The shoulder is a ‘ball and socket’ joint designed to let your hand reach objects in any direction. It is not (unfortunately) designed for frequent pushing, reaching overhead, or weight bearing for transfers or skin pressure relief. The joint is held in place by the four ‘rotator cuff’ muscles and connects to the clavicle, shoulder blade, and rib cage. Persons with SCI are also at higher risk of other types of pain in the upper limb, such as carpel tunnel (wrist-pinched nerve), arthritis, radiculopathy (neck-pinched nerve), and more. A trained clinician can help you diagnose the location and cause of your pain. This workup may include a simple history and exam or special tests such as X-ray, Magnetic Resonance Imaging (MRI), or Electrodiagnostic testing (EMG). It may also include referral to specialists like physical or occupational therapists, orthopedic surgeons, spine surgeons, interventional pain specialists, and/or equipment specialists (such as rehabilitation engineers).

Preventing Shoulder Pain

Prevention is always best (when possible)! 

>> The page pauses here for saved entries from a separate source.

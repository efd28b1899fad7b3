//! Group Layout
//!
//! Fixed offsets of every element inside the companion group, plus the
//! viewport-dependent anchor and caption wrap rules. Offsets are identical
//! for all expressions, so switching expression never re-lays anything out.

use crate::canvas::Color;
use crate::config::PresenterConfig;
use crate::host::{Shape, TextStyle};
use crate::options::Position;

/// Background glow radius
pub const GLOW_RADIUS: f32 = 84.0;
/// Glow offset above the anchor
pub const GLOW_Y: f32 = -6.0;
/// Glow opacity (kept constant; the group alpha does the fading)
pub const GLOW_ALPHA: f32 = 0.9;
/// Warm halo color
pub const GLOW_COLOR: Color = Color::rgba(255, 214, 140, 170);

/// Displayed body size (square)
pub const BODY_SIZE: f32 = 128.0;

/// Outer accent ring
pub const RING_OUTER: Shape = Shape::Ring {
    radius: 72.0,
    color: Color::rgba(214, 160, 60, 230),
    width: 3.0,
};
/// Inner highlight ring
pub const RING_INNER: Shape = Shape::Ring {
    radius: 67.0,
    color: Color::rgba(255, 244, 214, 150),
    width: 1.5,
};

/// Primary caption offset below the anchor
pub const PRIMARY_CAPTION_Y: f32 = 104.0;
/// Secondary caption offset below the anchor
pub const SECONDARY_CAPTION_Y: f32 = 148.0;

/// Where the group sits for a position mode in a viewport
#[must_use]
pub fn anchor(config: &PresenterConfig, position: Position, viewport: (f32, f32)) -> (f32, f32) {
    let (width, height) = viewport;
    match position {
        Position::Center => (width / 2.0, height / 2.0),
        Position::Top => (
            width / 2.0,
            config.top_offset.min(height - config.bottom_margin),
        ),
    }
}

/// Caption wrap width for a viewport width
#[must_use]
pub fn caption_wrap_width(config: &PresenterConfig, viewport_width: f32) -> f32 {
    (viewport_width * config.caption_width_ratio).min(config.caption_max_width)
}

/// Guess the position mode from where the group currently sits
#[must_use]
pub fn infer_position(config: &PresenterConfig, group_y: f32, viewport_height: f32) -> Position {
    if (group_y - viewport_height / 2.0).abs() < config.center_tolerance {
        Position::Center
    } else {
        Position::Top
    }
}

/// Style of the primary caption
#[must_use]
pub fn primary_caption_style(wrap_width: f32) -> TextStyle {
    TextStyle {
        size_px: 22.0,
        color: Color::rgb(255, 250, 235),
        stroke: Some((Color::rgb(58, 36, 18), 4.0)),
        wrap_width,
    }
}

/// Style of the secondary caption: smaller and dimmer
#[must_use]
pub fn secondary_caption_style(wrap_width: f32) -> TextStyle {
    TextStyle {
        size_px: 16.0,
        color: Color::rgba(236, 226, 204, 210),
        stroke: Some((Color::rgb(58, 36, 18), 3.0)),
        wrap_width,
    }
}
impl Raster {
    /// Create a transparent raster
    #[must_use]
    pub fn new(width: u32, height: u32) -> Self {
        Self {
            pixels: RgbaImage::new(width, height),
            state: DrawState::default(),
            stack: Vec::new(),
            path: BezPath::new(),
            cursor: None,
            draw_ops: 0,
        }
    }

    /// Wrap a decoded (straight alpha) image
    #[must_use]
    pub fn from_image(mut pixels: RgbaImage) -> Self {
        for pixel in pixels.pixels_mut() {
            let Rgba([r, g, b, a]) = *pixel;
            let p = ColorU8::from_rgba(r, g, b, a).premultiply();
            *pixel = Rgba([p.red(), p.green(), p.blue(), p.alpha()]);
        }
        let mut raster = Self::new(0, 0);
        raster.pixels = pixels;
        raster
    }

    /// Width in pixels
    #[must_use]
    pub fn width(&self) -> u32 {
        self.pixels.width()
    }

    /// Height in pixels
    #[must_use]
    pub fn height(&self) -> u32 {
        self.pixels.height()
    }

    /// Pixel at a position (transparent when out of bounds)
    #[must_use]
    pub fn pixel(&self, x: u32, y: u32) -> Color {
        if x >= self.width() || y >= self.height() {
            return Color::transparent();
        }
        let Rgba([r, g, b, a]) = *self.pixels.get_pixel(x, y);
        demultiply(r, g, b, a)
    }

    /// Number of fill/stroke operations performed so far
    #[must_use]
    pub fn draw_ops(&self) -> u64 {
        self.draw_ops
    }

    /// Fill the whole surface, ignoring transform and clip
    pub fn clear(&mut self, color: Color) {
        let p = ColorU8::from_rgba(color.r, color.g, color.b, color.a).premultiply();
        for pixel in self.pixels.pixels_mut() {
            *pixel = Rgba([p.red(), p.green(), p.blue(), p.alpha()]);
        }
    }

    /// Save the surface as a PNG file
    ///
    /// # Errors
    ///
    /// Returns an error if the file cannot be encoded or written.
    pub fn save_png(&self, path: impl AsRef<Path>) -> ImageResult<()> {
        let mut straight = self.pixels.clone();
        for pixel in straight.pixels_mut() {
            let Rgba([r, g, b, a]) = *pixel;
            let c = demultiply(r, g, b, a);
            *pixel = Rgba([c.r, c.g, c.b, c.a]);
        }
        straight.save(path)
    }

    /// Draw a region of another raster scaled into a device rectangle
    ///
    /// The region is area-filtered down to the target size first, so large
    /// downscales stay smooth. `alpha` multiplies the source opacity;
    /// transform, clip and shadow are not applied.
    pub fn draw_region(&mut self, source: &Raster, src: FrameRect, dest: (f32, f32, f32, f32), alpha: f32) {
        let (dx, dy, dw, dh) = dest;
        if src.x >= source.width() || src.y >= source.height() {
            return;
        }
        if src.width == 0 || src.height == 0 || dw <= 0.0 || dh <= 0.0 || alpha <= 0.0 {
            return;
        }
        let width = src.width.min(source.width() - src.x);
        let height = src.height.min(source.height() - src.y);
        let (tw, th) = (dw.ceil().max(1.0) as u32, dh.ceil().max(1.0) as u32);

        let region = imageops::crop_imm(&source.pixels, src.x, src.y, width, height).to_image();
        let scaled = imageops::resize(&region, tw, th, FilterType::Triangle);
        let Some(sprite) = PixmapRef::from_bytes(scaled.as_raw(), tw, th) else {
            return;
        };
        let paint = PixmapPaint {
            opacity: alpha.min(1.0),
            quality: FilterQuality::Bilinear,
            ..PixmapPaint::default()
        };
        let transform = Transform::from_row(dw / tw as f32, 0.0, 0.0, dh / th as f32, dx, dy);
        if let Some(mut surface) = surface(&mut self.pixels) {
            surface.draw_pixmap(0, 0, sprite, &paint, transform, None);
        }
    }

    // ------------------------------------------------------------------
    // Path helpers
    // ------------------------------------------------------------------

    fn device(&self, x: f32, y: f32) -> Point {
        self.state.transform * Point::new(f64::from(x), f64::from(y))
    }

    fn start_subpath(&mut self, at: Point) {
        self.path.move_to(at);
        self.cursor = Some(Cursor {
            start: at,
            current: at,
            closed: false,
        });
    }

    /// Make sure a subpath is open before a segment is added
    ///
    /// With no current point the subpath starts at `fallback`; after a close
    /// it restarts from the closed subpath's start.
    fn open_subpath(&mut self, fallback: Point) -> Point {
        match self.cursor {
            None => {
                self.start_subpath(fallback);
                fallback
            }
            Some(Cursor { start, closed: true, .. }) => {
                self.start_subpath(start);
                start
            }
            Some(Cursor { current, .. }) => current,
        }
    }

    fn advance_to(&mut self, to: Point) {
        if let Some(cursor) = &mut self.cursor {
            cursor.current = to;
        }
    }

    /// Append an elliptical arc (user space) joined to the current point
    fn push_arc(&mut self, arc: kurbo::Arc) {
        let (sin, cos) = arc.start_angle.sin_cos();
        let (sin_r, cos_r) = arc.x_rotation.sin_cos();
        let (lx, ly) = (arc.radii.x * cos, arc.radii.y * sin);
        let start = arc.center + Vec2::new(lx * cos_r - ly * sin_r, lx * sin_r + ly * cos_r);
        let start = self.state.transform * start;

        let current = self.open_subpath(start);
        if current != start {
            self.path.line_to(start);
        }
        let transform = self.state.transform;
        let mut end = start;
        for el in arc.append_iter(ARC_TOLERANCE) {
            if let PathEl::CurveTo(a, b, c) = el {
                end = transform * c;
                self.path.curve_to(transform * a, transform * b, end);
            }
        }
        self.advance_to(end);
    }

    fn draw(&mut self, stroke: Option<Stroke>) {
        self.draw_ops += 1;
        let Some(path) = to_skia_path(&self.path) else {
            return;
        };
        let ctm = to_transform(self.state.transform);
        let alpha = self.state.alpha;
        let paint = match &stroke {
            None => &self.state.fill,
            Some(_) => &self.state.stroke,
        };
        let Some(paint) = skia_paint(paint, alpha, ctm) else {
            return;
        };

        // Strokes are drawn in user space so the current transform scales the width
        let (geometry, base) = match &stroke {
            None => (path.clone(), Transform::identity()),
            Some(_) => {
                if self.state.transform.determinant().abs() < 1e-9 {
                    return;
                }
                let Some(user) = path.clone().transform(to_transform(self.state.transform.inverse())) else {
                    return;
                };
                (user, ctm)
            }
        };

        let mask = self.state.clip.clone();
        let mask = mask.as_deref();
        let shadow = self.state.shadow.filter(|s| !s.color.is_transparent());
        let Some(mut surface) = surface(&mut self.pixels) else {
            return;
        };

        if let Some(shadow) = shadow {
            let offset = Transform::from_translate(shadow.offset.0, shadow.offset.1);
            let solid = solid_paint(shadow.color, alpha);
            match &stroke {
                None => surface.fill_path(&geometry, &solid, FillRule::Winding, offset, mask),
                Some(s) => surface.stroke_path(&geometry, &solid, s, offset.pre_concat(base), mask),
            }
            if shadow.blur > 0.0 {
                let edge = Stroke {
                    width: shadow.blur,
                    line_join: LineJoin::Round,
                    ..Stroke::default()
                };
                let soft = solid_paint(shadow.color, alpha * 0.5);
                surface.stroke_path(&path, &soft, &edge, offset, mask);
            }
        }

        match &stroke {
            None => surface.fill_path(&geometry, &paint, FillRule::Winding, base, mask),
            Some(s) => surface.stroke_path(&geometry, &paint, s, base, mask),
        }
    }
}
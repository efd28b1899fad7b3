//! Overlay widgets

pub mod panel;

pub use panel::{centered, IntroCard, ResultsCard};
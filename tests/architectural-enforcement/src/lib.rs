//! Architectural Enforcement Integration Tests
//!
//! This package contains integration tests that enforce architectural principles:
//! - No sleep() calls in production code (the stage clock is the only timer)
//! - The companion core stays free of terminal/UI crates
//!
//! These tests are designed to catch violations early in the development cycle.
//! The helpers below locate the workspace and enumerate its sources.

use std::fs;
use std::path::{Path, PathBuf};

/// Root of the cargo workspace
#[must_use]
pub fn workspace_root() -> PathBuf {
    Path::new(env!("CARGO_MANIFEST_DIR"))
        .join("../..")
        .canonicalize()
        .unwrap_or_else(|_| Path::new(env!("CARGO_MANIFEST_DIR")).join("../.."))
}

/// Every `.rs` file under `dir` (relative to the workspace root)
#[must_use]
pub fn rust_sources(dir: &str) -> Vec<PathBuf> {
    let path = workspace_root().join(dir);
    if !path.exists() {
        return Vec::new();
    }
    walkdir::WalkDir::new(path)
        .into_iter()
        .filter_map(Result::ok)
        .filter(|e| e.path().extension().and_then(|s| s.to_str()) == Some("rs"))
        .map(walkdir::DirEntry::into_path)
        .collect()
}

/// Lines of a file, or nothing if it cannot be read
#[must_use]
pub fn read_lines(path: &Path) -> Vec<String> {
    fs::read_to_string(path)
        .map(|content| content.lines().map(str::to_string).collect())
        .unwrap_or_default()
}

/// Code portion of a line, with any `//` comment removed
#[must_use]
pub fn code_part(line: &str) -> &str {
    line.split("//").next().unwrap_or(line)
}
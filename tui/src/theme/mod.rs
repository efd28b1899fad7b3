//! Theme and Colors
//!
//! Palette for the terminal surface. The companion itself is drawn in the
//! colors baked into its textures; these cover the backdrop and overlays.

use companion_core::Color as PixelColor;
use ratatui::style::Color;

// ============================================================================
// Backdrop
// ============================================================================

/// Night-sky backdrop behind the stage
pub const BACKDROP: PixelColor = PixelColor::rgb(18, 22, 38);

/// Same backdrop as a terminal color
pub const BACKDROP_CELL: Color = Color::Rgb(18, 22, 38);

// ============================================================================
// Overlays
// ============================================================================

/// Panel title - desert gold
pub const PANEL_TITLE: Color = Color::Rgb(255, 214, 102);

/// Panel body text
pub const PANEL_TEXT: Color = Color::Rgb(230, 230, 240);

/// Panel frame and confirm hint
pub const PANEL_ACCENT: Color = Color::Rgb(120, 200, 180);

/// Panel background
pub const PANEL_BG: Color = Color::Rgb(34, 40, 64);

/// Earned stars
pub const STAR_GOLD: Color = Color::Rgb(255, 200, 60);

// ============================================================================
// Status line
// ============================================================================

/// System/dim text
pub const DIM_GRAY: Color = Color::Rgb(100, 100, 100);

/// Error red
pub const ERROR_RED: Color = Color::Rgb(255, 80, 80);

/// Convert a pixel color to a terminal color, dropping alpha
#[must_use]
pub fn cell_color(color: PixelColor) -> Color {
    Color::Rgb(color.r, color.g, color.b)
}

Step 1: Consider your equipment, environment, and techniques. Since your arm was not designed for its new job, anything we can do to reduce the frequent stress and strain is important. Look at the ergonomics of your home, work, and recreation spaces. Can you lower the items or workspaces to avoid reaching and lifting overhead? Do you qualify for a chair with elevation or standing functions (some laws have recently changed, so ask before your next purchase)? Are you sitting too forward in your chair and reaching behind you to reach your wheels? Potentially simple changes like these can be impactful with little cost or risk. You may benefit from a home evaluation by a therapist or a few therapy sessions to discuss your transfer techniques. Even people with old injuries may need a refresher. Things change; people gain weight and get older. The techniques you adopted when you were young and fit might need an update. There’s no shame in checking in.

Step 2: stretching and strengthening. 

Even if you lift at the gym, physical therapists may have better exercises to help prevent shoulder pain. Maintaining your shoulder range of motion is crucial, and strengthening your rotator cuff and ‘scapular stabilizers’ are key. Try to get in a routine of daily, in-home exercise. Some rest is okay, but stay active and proactive. 

Managing Pain 

When prevention is too late, treatment and/or management is the next best thing. All medications hold some risk. Doctors often start with the safest options (such as acetaminophen, heat/ice, or creams) and move on to riskier ones (such as anti-inflammatories, steroid injections, or opioids). The right treatment should be tailored to you and your specific shoulder issue. Surgery may be considered but holds additional risk to people with SCI and may not fix the problem. And after considering pain management options, go back to prevention! Unfortunately, most people with SCI are at lifelong risk of shoulder pain.